- **Exercise objective**
Please return every line of the records below that holds the word "overflow".

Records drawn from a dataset

○ ○ ○ ○ ○ ○ ○

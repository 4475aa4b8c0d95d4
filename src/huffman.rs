// Static canonical Huffman coding for the entropy backend.
//
// Wire format:
//   [128-byte header]  256 code lengths, packed two 4-bit values per byte
//   [bitstream]        MSB-first canonical codes, one per input byte
//
// Code lengths are capped at 15 bits so they pack into nibbles. The decoder
// needs the exact decompressed length, which the frame transport carries
// out-of-band; there is no terminator symbol.

use thiserror::Error;

/// Byte length of the packed code-length header.
pub const HEADER_LEN: usize = 128;

/// Maximum code length in bits (must fit a 4-bit header nibble).
const MAX_CODE_BITS: u32 = 15;

#[derive(Debug, Error, PartialEq, Eq)]
pub enum HuffmanError {
    #[error("input shorter than the {HEADER_LEN}-byte code-length header")]
    MissingHeader,
    #[error("code-length table does not describe a prefix code")]
    InvalidTable,
    #[error("bitstream contains an invalid prefix code")]
    InvalidCode,
    #[error("bitstream truncated before the expected output length")]
    Truncated,
}

// ---------------------------------------------------------------------------
// Public API
// ---------------------------------------------------------------------------

/// Compress `input` into a self-describing Huffman stream.
///
/// The output always begins with the 128-byte code-length header, so the
/// result can exceed the input length for small or incompressible data.
pub fn compress(input: &[u8]) -> Vec<u8> {
    let mut freq = [0u64; 256];
    for &b in input {
        freq[b as usize] += 1;
    }
    let lengths = build_code_lengths(&freq);
    let codes = canonical_codes(&lengths);

    let mut out = Vec::with_capacity(HEADER_LEN + input.len() * 2);
    for pair in lengths.chunks(2) {
        out.push((pair[0] << 4) | pair[1]);
    }

    let mut writer = BitWriter::new(out);
    for &b in input {
        writer.push(codes[b as usize], u32::from(lengths[b as usize]));
    }
    writer.finish()
}

/// Decompress a stream produced by [`compress`] into exactly `out_len` bytes.
pub fn decompress(input: &[u8], out_len: usize) -> Result<Vec<u8>, HuffmanError> {
    if out_len == 0 {
        return Ok(Vec::new());
    }
    if input.len() < HEADER_LEN {
        return Err(HuffmanError::MissingHeader);
    }

    let mut lengths = [0u8; 256];
    for (i, &b) in input[..HEADER_LEN].iter().enumerate() {
        lengths[2 * i] = b >> 4;
        lengths[2 * i + 1] = b & 0x0F;
    }

    let decoder = Decoder::new(&lengths)?;
    let mut reader = BitReader::new(&input[HEADER_LEN..]);
    let mut out = Vec::with_capacity(out_len);
    for _ in 0..out_len {
        out.push(decoder.decode_symbol(&mut reader)?);
    }
    Ok(out)
}

// ---------------------------------------------------------------------------
// Code construction
// ---------------------------------------------------------------------------

/// Derive length-limited Huffman code lengths from symbol frequencies.
fn build_code_lengths(freq: &[u64; 256]) -> [u8; 256] {
    use std::cmp::Reverse;
    use std::collections::BinaryHeap;

    let mut lengths = [0u8; 256];
    let used: Vec<usize> = (0..256).filter(|&s| freq[s] > 0).collect();
    match used.len() {
        0 => return lengths,
        1 => {
            // A lone symbol still needs one bit so the stream advances.
            lengths[used[0]] = 1;
            return lengths;
        }
        _ => {}
    }

    // Standard heap construction; leaves first, internal nodes appended,
    // parent links let us read leaf depths back out afterwards.
    let mut node_freq: Vec<u64> = used.iter().map(|&s| freq[s]).collect();
    let mut parent: Vec<usize> = vec![usize::MAX; used.len()];
    let mut heap: BinaryHeap<Reverse<(u64, usize)>> = node_freq
        .iter()
        .enumerate()
        .map(|(i, &f)| Reverse((f, i)))
        .collect();

    while heap.len() > 1 {
        let Reverse((fa, a)) = heap.pop().unwrap();
        let Reverse((fb, b)) = heap.pop().unwrap();
        let id = node_freq.len();
        node_freq.push(fa + fb);
        parent.push(usize::MAX);
        parent[a] = id;
        parent[b] = id;
        heap.push(Reverse((fa + fb, id)));
    }

    for (i, &sym) in used.iter().enumerate() {
        let mut depth = 0u32;
        let mut node = i;
        while parent[node] != usize::MAX {
            node = parent[node];
            depth += 1;
        }
        lengths[sym] = depth.min(MAX_CODE_BITS) as u8;
    }

    // Clamping to 15 bits can overflow the Kraft budget. Lengthen the
    // deepest codes still under the cap until the lengths describe a valid
    // prefix code again; each step restores 2^(15-len-1) of budget.
    let mut kraft: u64 = used
        .iter()
        .map(|&s| 1u64 << (MAX_CODE_BITS - u32::from(lengths[s])))
        .sum();
    while kraft > 1 << MAX_CODE_BITS {
        let sym = used
            .iter()
            .copied()
            .filter(|&s| u32::from(lengths[s]) < MAX_CODE_BITS)
            .max_by_key(|&s| lengths[s])
            .expect("Kraft overflow with every code at maximum length");
        kraft -= 1 << (MAX_CODE_BITS - u32::from(lengths[sym]) - 1);
        lengths[sym] += 1;
    }

    lengths
}

/// Assign canonical codes: within a length, codes are consecutive and
/// ordered by symbol value.
fn canonical_codes(lengths: &[u8; 256]) -> [u32; 256] {
    let mut bl_count = [0u32; MAX_CODE_BITS as usize + 1];
    for &l in lengths.iter() {
        bl_count[l as usize] += 1;
    }
    bl_count[0] = 0;

    let mut next_code = [0u32; MAX_CODE_BITS as usize + 1];
    let mut code = 0u32;
    for bits in 1..=MAX_CODE_BITS as usize {
        code = (code + bl_count[bits - 1]) << 1;
        next_code[bits] = code;
    }

    let mut codes = [0u32; 256];
    for (sym, &len) in lengths.iter().enumerate() {
        if len > 0 {
            codes[sym] = next_code[len as usize];
            next_code[len as usize] += 1;
        }
    }
    codes
}

// ---------------------------------------------------------------------------
// Canonical decoder
// ---------------------------------------------------------------------------

struct Decoder {
    counts: [u32; MAX_CODE_BITS as usize + 1],
    first_code: [u32; MAX_CODE_BITS as usize + 1],
    offsets: [u32; MAX_CODE_BITS as usize + 1],
    /// Symbols ordered by (code length, symbol value).
    sorted: Vec<u8>,
}

impl Decoder {
    fn new(lengths: &[u8; 256]) -> Result<Self, HuffmanError> {
        let mut counts = [0u32; MAX_CODE_BITS as usize + 1];
        for &l in lengths.iter() {
            counts[l as usize] += 1;
        }
        counts[0] = 0;

        let kraft: u64 = (1..=MAX_CODE_BITS as usize)
            .map(|len| u64::from(counts[len]) << (MAX_CODE_BITS as usize - len))
            .sum();
        if kraft == 0 || kraft > 1 << MAX_CODE_BITS {
            return Err(HuffmanError::InvalidTable);
        }

        let mut first_code = [0u32; MAX_CODE_BITS as usize + 1];
        let mut offsets = [0u32; MAX_CODE_BITS as usize + 1];
        let mut code = 0u32;
        let mut offset = 0u32;
        for bits in 1..=MAX_CODE_BITS as usize {
            code = (code + counts[bits - 1]) << 1;
            first_code[bits] = code;
            offsets[bits] = offset;
            offset += counts[bits];
        }

        let mut sorted = Vec::with_capacity(offset as usize);
        for len in 1..=MAX_CODE_BITS as usize {
            for (sym, &l) in lengths.iter().enumerate() {
                if l as usize == len {
                    sorted.push(sym as u8);
                }
            }
        }

        Ok(Self {
            counts,
            first_code,
            offsets,
            sorted,
        })
    }

    fn decode_symbol(&self, reader: &mut BitReader<'_>) -> Result<u8, HuffmanError> {
        let mut code = 0u32;
        for len in 1..=MAX_CODE_BITS as usize {
            code = (code << 1) | reader.read_bit()?;
            let count = self.counts[len];
            if count > 0 {
                let first = self.first_code[len];
                if code >= first && code < first + count {
                    let idx = self.offsets[len] + (code - first);
                    return Ok(self.sorted[idx as usize]);
                }
            }
        }
        Err(HuffmanError::InvalidCode)
    }
}

// ---------------------------------------------------------------------------
// Bit I/O (MSB-first)
// ---------------------------------------------------------------------------

struct BitWriter {
    out: Vec<u8>,
    acc: u64,
    nbits: u32,
}

impl BitWriter {
    fn new(out: Vec<u8>) -> Self {
        Self {
            out,
            acc: 0,
            nbits: 0,
        }
    }

    #[inline]
    fn push(&mut self, code: u32, len: u32) {
        self.acc = (self.acc << len) | u64::from(code);
        self.nbits += len;
        while self.nbits >= 8 {
            self.nbits -= 8;
            self.out.push((self.acc >> self.nbits) as u8);
        }
    }

    fn finish(mut self) -> Vec<u8> {
        if self.nbits > 0 {
            self.out.push((self.acc << (8 - self.nbits)) as u8);
        }
        self.out
    }
}

struct BitReader<'a> {
    input: &'a [u8],
    pos: usize,
    acc: u32,
    nbits: u32,
}

impl<'a> BitReader<'a> {
    fn new(input: &'a [u8]) -> Self {
        Self {
            input,
            pos: 0,
            acc: 0,
            nbits: 0,
        }
    }

    #[inline]
    fn read_bit(&mut self) -> Result<u32, HuffmanError> {
        if self.nbits == 0 {
            if self.pos >= self.input.len() {
                return Err(HuffmanError::Truncated);
            }
            self.acc = u32::from(self.input[self.pos]);
            self.pos += 1;
            self.nbits = 8;
        }
        self.nbits -= 1;
        Ok((self.acc >> self.nbits) & 1)
    }
}

// ---------------------------------------------------------------------------
// Tests
// ---------------------------------------------------------------------------
// Vertical predictive delta filter.
//
// Replaces each sample with its difference from the sample directly above
// it in the same column (row -1 is implicitly zero), reducing entropy for
// the byte compressors that run afterwards. The inverse is a running prefix
// sum down each column and must run top to bottom, because each row depends
// on the previous row's reconstructed value.
//
// The filter walks 16-byte column lanes and processes one full lane per row
// using platform intrinsics (SSE2 on x86_64, NEON on aarch64) with a scalar
// fallback that is bit-identical. Arithmetic is wraparound at the sample
// width; 4-byte samples reuse the 32-bit integer lanes, which keeps the
// transform bit-reversible for float planes without IEEE addition.

use crate::raster::{LANE_WIDTH, SampleWidth};

/// Function pointer type for a delta-filter pass over one raster.
type FilterFn = fn(&mut [u8], usize, usize, usize);

// ---------------------------------------------------------------------------
// Public entry points
// ---------------------------------------------------------------------------

/// Delta-encode `image` in place.
///
/// `rowsize` must already be padded to a multiple of 16 and must not exceed
/// `pitch`. Columns between `rowsize` and `pitch` are left untouched.
///
/// # Panics
/// Panics if `rowsize` is not a multiple of 16, exceeds `pitch`, or the
/// buffer is too short for `height` rows.
pub fn encode(image: &mut [u8], pitch: usize, rowsize: usize, height: usize, width: SampleWidth) {
    if check_geometry(image, pitch, rowsize, height) {
        encode_fn(width)(image, pitch, rowsize, height);
    }
}

/// Exact inverse of [`encode`]: prefix-sum each column in place, top to
/// bottom. Same geometry requirements as [`encode`].
pub fn decode(image: &mut [u8], pitch: usize, rowsize: usize, height: usize, width: SampleWidth) {
    if check_geometry(image, pitch, rowsize, height) {
        decode_fn(width)(image, pitch, rowsize, height);
    }
}

/// Validate lane geometry. Returns false for the degenerate empty cases.
fn check_geometry(image: &[u8], pitch: usize, rowsize: usize, height: usize) -> bool {
    if rowsize == 0 || height == 0 {
        return false;
    }
    assert!(
        rowsize % LANE_WIDTH == 0,
        "rowsize {rowsize} not padded to the {LANE_WIDTH}-byte lane width"
    );
    assert!(rowsize <= pitch, "rowsize {rowsize} exceeds pitch {pitch}");
    let needed = (height - 1) * pitch + rowsize;
    assert!(
        image.len() >= needed,
        "raster buffer too short: need {needed} bytes, have {}",
        image.len()
    );
    true
}

// ---------------------------------------------------------------------------
// Dispatch
// ---------------------------------------------------------------------------

/// Pick the best encode kernel for the current CPU and sample width.
#[inline]
fn encode_fn(width: SampleWidth) -> FilterFn {
    #[cfg(target_arch = "x86_64")]
    {
        // SSE2 is part of the x86_64 baseline.
        return match width {
            SampleWidth::U8 => encode_sse2_call::<1>,
            SampleWidth::U16 => encode_sse2_call::<2>,
            SampleWidth::U32 => encode_sse2_call::<4>,
        };
    }

    #[cfg(target_arch = "aarch64")]
    {
        return match width {
            SampleWidth::U8 => encode_neon_call::<1>,
            SampleWidth::U16 => encode_neon_call::<2>,
            SampleWidth::U32 => encode_neon_call::<4>,
        };
    }

    #[allow(unreachable_code)]
    match width {
        SampleWidth::U8 => encode_scalar::<1>,
        SampleWidth::U16 => encode_scalar::<2>,
        SampleWidth::U32 => encode_scalar::<4>,
    }
}

/// Pick the best decode kernel for the current CPU and sample width.
#[inline]
fn decode_fn(width: SampleWidth) -> FilterFn {
    #[cfg(target_arch = "x86_64")]
    {
        return match width {
            SampleWidth::U8 => decode_sse2_call::<1>,
            SampleWidth::U16 => decode_sse2_call::<2>,
            SampleWidth::U32 => decode_sse2_call::<4>,
        };
    }

    #[cfg(target_arch = "aarch64")]
    {
        return match width {
            SampleWidth::U8 => decode_neon_call::<1>,
            SampleWidth::U16 => decode_neon_call::<2>,
            SampleWidth::U32 => decode_neon_call::<4>,
        };
    }

    #[allow(unreachable_code)]
    match width {
        SampleWidth::U8 => decode_scalar::<1>,
        SampleWidth::U16 => decode_scalar::<2>,
        SampleWidth::U32 => decode_scalar::<4>,
    }
}

// ---------------------------------------------------------------------------
// x86_64 SSE2 kernels (16 bytes per lane per row)
// ---------------------------------------------------------------------------

#[cfg(target_arch = "x86_64")]
#[inline]
fn encode_sse2_call<const W: usize>(image: &mut [u8], pitch: usize, rowsize: usize, height: usize) {
    // Safety: SSE2 is guaranteed on x86_64; geometry checked by the caller.
    unsafe { encode_sse2::<W>(image, pitch, rowsize, height) }
}

#[cfg(target_arch = "x86_64")]
#[inline]
fn decode_sse2_call<const W: usize>(image: &mut [u8], pitch: usize, rowsize: usize, height: usize) {
    // Safety: SSE2 is guaranteed on x86_64; geometry checked by the caller.
    unsafe { decode_sse2::<W>(image, pitch, rowsize, height) }
}

#[cfg(target_arch = "x86_64")]
#[target_feature(enable = "sse2")]
unsafe fn encode_sse2<const W: usize>(
    image: &mut [u8],
    pitch: usize,
    rowsize: usize,
    height: usize,
) {
    use std::arch::x86_64::*;

    unsafe {
        for x in (0..rowsize).step_by(LANE_WIDTH) {
            let mut p = image.as_mut_ptr().add(x);
            let mut top = _mm_setzero_si128();
            for _ in 0..height {
                let cur = _mm_loadu_si128(p as *const __m128i);
                let diff = match W {
                    1 => _mm_sub_epi8(cur, top),
                    2 => _mm_sub_epi16(cur, top),
                    _ => _mm_sub_epi32(cur, top),
                };
                _mm_storeu_si128(p as *mut __m128i, diff);
                top = cur;
                p = p.add(pitch);
            }
        }
    }
}

#[cfg(target_arch = "x86_64")]
#[target_feature(enable = "sse2")]
unsafe fn decode_sse2<const W: usize>(
    image: &mut [u8],
    pitch: usize,
    rowsize: usize,
    height: usize,
) {
    use std::arch::x86_64::*;

    unsafe {
        for x in (0..rowsize).step_by(LANE_WIDTH) {
            let mut p = image.as_mut_ptr().add(x);
            let mut top = _mm_setzero_si128();
            for _ in 0..height {
                let src = _mm_loadu_si128(p as *const __m128i);
                top = match W {
                    1 => _mm_add_epi8(top, src),
                    2 => _mm_add_epi16(top, src),
                    _ => _mm_add_epi32(top, src),
                };
                _mm_storeu_si128(p as *mut __m128i, top);
                p = p.add(pitch);
            }
        }
    }
}

// ---------------------------------------------------------------------------
// aarch64 NEON kernels (16 bytes per lane per row)
// ---------------------------------------------------------------------------

#[cfg(target_arch = "aarch64")]
#[inline]
fn encode_neon_call<const W: usize>(image: &mut [u8], pitch: usize, rowsize: usize, height: usize) {
    // Safety: NEON is mandatory on aarch64; geometry checked by the caller.
    unsafe { encode_neon::<W>(image, pitch, rowsize, height) }
}

#[cfg(target_arch = "aarch64")]
#[inline]
fn decode_neon_call<const W: usize>(image: &mut [u8], pitch: usize, rowsize: usize, height: usize) {
    // Safety: NEON is mandatory on aarch64; geometry checked by the caller.
    unsafe { decode_neon::<W>(image, pitch, rowsize, height) }
}

#[cfg(target_arch = "aarch64")]
unsafe fn encode_neon<const W: usize>(
    image: &mut [u8],
    pitch: usize,
    rowsize: usize,
    height: usize,
) {
    use std::arch::aarch64::*;

    unsafe {
        for x in (0..rowsize).step_by(LANE_WIDTH) {
            let mut p = image.as_mut_ptr().add(x);
            let mut top = vdupq_n_u8(0);
            for _ in 0..height {
                let cur = vld1q_u8(p);
                let diff = match W {
                    1 => vsubq_u8(cur, top),
                    2 => vreinterpretq_u8_u16(vsubq_u16(
                        vreinterpretq_u16_u8(cur),
                        vreinterpretq_u16_u8(top),
                    )),
                    _ => vreinterpretq_u8_u32(vsubq_u32(
                        vreinterpretq_u32_u8(cur),
                        vreinterpretq_u32_u8(top),
                    )),
                };
                vst1q_u8(p, diff);
                top = cur;
                p = p.add(pitch);
            }
        }
    }
}

#[cfg(target_arch = "aarch64")]
unsafe fn decode_neon<const W: usize>(
    image: &mut [u8],
    pitch: usize,
    rowsize: usize,
    height: usize,
) {
    use std::arch::aarch64::*;

    unsafe {
        for x in (0..rowsize).step_by(LANE_WIDTH) {
            let mut p = image.as_mut_ptr().add(x);
            let mut top = vdupq_n_u8(0);
            for _ in 0..height {
                let src = vld1q_u8(p);
                top = match W {
                    1 => vaddq_u8(top, src),
                    2 => vreinterpretq_u8_u16(vaddq_u16(
                        vreinterpretq_u16_u8(top),
                        vreinterpretq_u16_u8(src),
                    )),
                    _ => vreinterpretq_u8_u32(vaddq_u32(
                        vreinterpretq_u32_u8(top),
                        vreinterpretq_u32_u8(src),
                    )),
                };
                vst1q_u8(p, top);
                p = p.add(pitch);
            }
        }
    }
}

// ---------------------------------------------------------------------------
// Scalar fallback (bit-identical to the vector kernels)
// ---------------------------------------------------------------------------

fn encode_scalar<const W: usize>(image: &mut [u8], pitch: usize, rowsize: usize, height: usize) {
    for x in (0..rowsize).step_by(LANE_WIDTH) {
        for lane in (0..LANE_WIDTH).step_by(W) {
            let col = x + lane;
            let mut top: u32 = 0;
            let mut off = col;
            for _ in 0..height {
                let cur = read_sample::<W>(image, off);
                write_sample::<W>(image, off, cur.wrapping_sub(top));
                top = cur;
                off += pitch;
            }
        }
    }
}

fn decode_scalar<const W: usize>(image: &mut [u8], pitch: usize, rowsize: usize, height: usize) {
    for x in (0..rowsize).step_by(LANE_WIDTH) {
        for lane in (0..LANE_WIDTH).step_by(W) {
            let col = x + lane;
            let mut top: u32 = 0;
            let mut off = col;
            for _ in 0..height {
                top = top.wrapping_add(read_sample::<W>(image, off));
                write_sample::<W>(image, off, top);
                off += pitch;
            }
        }
    }
}

/// Read one native-endian sample of `W` bytes as a u32.
#[inline(always)]
fn read_sample<const W: usize>(buf: &[u8], pos: usize) -> u32 {
    match W {
        1 => u32::from(buf[pos]),
        2 => u32::from(u16::from_ne_bytes([buf[pos], buf[pos + 1]])),
        _ => u32::from_ne_bytes([buf[pos], buf[pos + 1], buf[pos + 2], buf[pos + 3]]),
    }
}

/// Write the low `W` bytes of `value` native-endian. Truncation makes the
/// scalar arithmetic modulo 2^(8*W), matching the vector lanes.
#[inline(always)]
fn write_sample<const W: usize>(buf: &mut [u8], pos: usize, value: u32) {
    let bytes = value.to_ne_bytes();
    buf[pos..pos + W].copy_from_slice(&bytes[..W]);
}

// ---------------------------------------------------------------------------
// Tests
// ---------------------------------------------------------------------------
// Raster buffer geometry and sample layout.
//
// A raster is a contiguous byte region of `height` rows, each holding
// `rowsize` valid bytes, with a row stride of `pitch` bytes. The delta
// filter processes 16-byte column lanes, so `rowsize` is rounded up to a
// multiple of the lane width before any transform runs.

/// Width in bytes of one delta-filter column lane.
pub const LANE_WIDTH: usize = 16;

/// Byte width of one sample component.
///
/// Four-byte samples (e.g. 32-bit float planes) are transformed with 32-bit
/// integer lanes: the delta filter only needs bit-reversibility, not
/// numerically meaningful arithmetic.
#[derive(Clone, Copy, Debug, PartialEq, Eq)]
pub enum SampleWidth {
    /// 8-bit integer samples.
    U8,
    /// 16-bit integer samples.
    U16,
    /// 32-bit samples treated as bit patterns.
    U32,
}

impl SampleWidth {
    /// Size of one sample in bytes (1, 2, or 4).
    #[inline]
    pub const fn bytes(self) -> usize {
        match self {
            Self::U8 => 1,
            Self::U16 => 2,
            Self::U32 => 4,
        }
    }

    /// Map a component byte width (1, 2, or 4) to a sample width.
    pub const fn from_bytes(bytes: usize) -> Option<Self> {
        match bytes {
            1 => Some(Self::U8),
            2 => Some(Self::U16),
            4 => Some(Self::U32),
            _ => None,
        }
    }
}

/// Geometry of one raster frame.
#[derive(Clone, Copy, Debug, PartialEq, Eq)]
pub struct RasterLayout {
    /// Valid bytes per row, before lane padding.
    pub rowsize: usize,
    /// Number of rows. The delta filter requires more than two.
    pub height: usize,
    /// Row stride in bytes. Must be a multiple of 16 and at least the
    /// padded rowsize.
    pub pitch: usize,
}

impl RasterLayout {
    /// Describe a raster of `height` rows of `rowsize` valid bytes with a
    /// stride of `pitch` bytes.
    pub const fn new(rowsize: usize, height: usize, pitch: usize) -> Self {
        Self {
            rowsize,
            height,
            pitch,
        }
    }

    /// Total frame length in bytes (`pitch * height`). This is the span the
    /// byte compressors operate on and the exact decompressed size.
    #[inline]
    pub const fn frame_len(&self) -> usize {
        self.pitch * self.height
    }

    /// `rowsize` rounded up to a multiple of the 16-byte lane width.
    #[inline]
    pub const fn padded_rowsize(&self) -> usize {
        (self.rowsize + LANE_WIDTH - 1) & !(LANE_WIDTH - 1)
    }
}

○ ○ ○ ○ ○ ○ ○

- **Solution to the problem**
    // Clamping to 15 bits can overflow the Kraft budget. Lengthen the
            .expect("Kraft overflow with every code at maximum length");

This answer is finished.